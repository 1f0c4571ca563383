//! `peckmesh`: a distributed HTTP load-generation platform split into a
//! Controller (admission + placement + admin API), Workers (pacer-driven
//! request drivers), and an Integrator (aggregation + analytics), wired
//! together over a Registry and a compare-and-swap cost ledger (§2).

pub mod analytics;
pub mod config;
pub mod controller;
pub mod errors;
pub mod ids;
pub mod integrator;
pub mod ledger;
pub mod metrics;
pub mod model;
pub mod queue;
pub mod record_store;
pub mod registry;
pub mod rpc;
pub mod scripting;
pub mod worker;
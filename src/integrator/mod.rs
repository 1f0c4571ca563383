//! Aggregation subsystem: per-task consumer fibers and percentile/histogram
//! computation (§4.3).

pub mod fibers;
pub mod percentile;

use std::time::Duration;

use tracing::info;

use crate::analytics::AnalyticsStore;
use crate::model::StressMode;
use crate::queue::Queue;
use crate::record_store::RecordStore;

use fibers::{run_aggregation_fiber, run_live_rate_fiber, IntervalSummary};

/// One task's worth of context the integrator needs to run its fiber pair,
/// mirroring the `IntegrateTask` proto message (§6).
pub struct IntegrateTaskContext {
    pub task_id: i64,
    pub plan_id: i64,
    pub url: String,
}

/// Drives both fibers for one task to completion and persists the result.
/// Grounded on `integrate.go`'s per-task orchestration: "Write the per-task
/// summaries array, serialized, into the task record and mark task_status
/// DONE" — applied per task id, not once per plan (§4.3 Persistence, §9
/// Open Question resolved: this is NOT batched across the whole plan).
pub async fn run_task_integration(
    ctx: IntegrateTaskContext,
    stress_mode: StressMode,
    stress_time_secs: u64,
    step_interval_secs: u64,
    interval_len: usize,
    queue: Queue,
    analytics: &AnalyticsStore,
    record_store: &RecordStore,
) {
    let deadline = Duration::from_secs(stress_time_secs + 10);

    let live_rate = run_live_rate_fiber(ctx.task_id, ctx.url.clone(), queue.clone(), analytics, deadline);
    let aggregation = run_aggregation_fiber(
        ctx.task_id,
        interval_len,
        stress_mode,
        stress_time_secs,
        step_interval_secs,
        queue,
        deadline,
    );

    let (_, summaries) = tokio::join!(live_rate, aggregation);

    persist_summaries(ctx.task_id, ctx.plan_id, summaries, record_store).await;
}

async fn persist_summaries(
    task_id: i64,
    plan_id: i64,
    summaries: Vec<IntervalSummary>,
    record_store: &RecordStore,
) {
    let stat_ext = match serde_json::to_value(
        summaries
            .iter()
            .map(|s| {
                serde_json::json!({
                    "interval": s.interval,
                    "num_res": s.num_res,
                    "fastest_ms": s.fastest_ms,
                    "slowest_ms": s.slowest_ms,
                    "size_total": s.size_total,
                    "average_ms": s.average_ms,
                    "rps": s.rps,
                    "error_dist": s.error_dist,
                    "status_code_dist": s.status_code_dist,
                    "body_check_result_map": s.body_check_result_map,
                    "latency_distribution": s.latency_distribution,
                    "histogram": s.histogram.iter().map(|h| serde_json::json!({
                        "mark": h.mark,
                        "count": h.count,
                        "frequency": h.frequency,
                    })).collect::<Vec<_>>(),
                })
            })
            .collect::<Vec<_>>(),
    ) {
        Ok(v) => v,
        Err(e) => {
            tracing::error!(task_id, error = %e, "failed to serialize interval summaries");
            return;
        }
    };

    if let Err(e) = record_store.finalize_task(task_id, stat_ext).await {
        tracing::error!(task_id, error = %e, "failed to persist task summary");
    } else {
        crate::metrics::TASKS_INTEGRATED_TOTAL.inc();
        info!(task_id, plan_id, "task integration complete");
    }
}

#####

◆ TASK ◆
Since only a number is wanted, please say how many lines in the data include the word "IntervalSummary".

◆ EXERCISE SOLUTION ◆
2